[Start of section]

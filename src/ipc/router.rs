use super::handlers;
use super::types::{AppState, Request};
use crate::ipc::error::err;

pub fn handle_request(state: &mut AppState, req: Request) -> serde_json::Value {
    if let Some(resp) = handlers::core::try_handle(state, &req) {
        return resp;
    }
    if let Some(resp) = handlers::surveys::try_handle(state, &req) {
        return resp;
    }
    if let Some(resp) = handlers::responses::try_handle(state, &req) {
        return resp;
    }
    if let Some(resp) = handlers::analytics::try_handle(state, &req) {
        return resp;
    }
    if let Some(resp) = handlers::backup::try_handle(state, &req) {
        return resp;
    }

    err(
        &req.id,
        "not_implemented",
        format!("unknown method: {}", req.method),
        None,
    )
}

[End of section]

• ASSIGNED TASK: Output the entries above in their entirety, exactly as written.

• FINISHED TASK:
filename src/ipc/router.rs
use super::handlers;
use super::types::{AppState, Request};
use crate::ipc::error::err;

pub fn handle_request(state: &mut AppState, req: Request) -> serde_json::Value {
    if let Some(resp) = handlers::core::try_handle(state, &req) {
        return resp;
    }
    if let Some(resp) = handlers::surveys::try_handle(state, &req) {
        return resp;
    }
    if let Some(resp) = handlers::responses::try_handle(state, &req) {
        return resp;
    }
    if let Some(resp) = handlers::analytics::try_handle(state, &req) {
        return resp;
    }
    if let Some(resp) = handlers::backup::try_handle(state, &req) {
        return resp;
    }

    err(
        &req.id,
        "not_implemented",
        format!("unknown method: {}", req.method),
        None,
    )
}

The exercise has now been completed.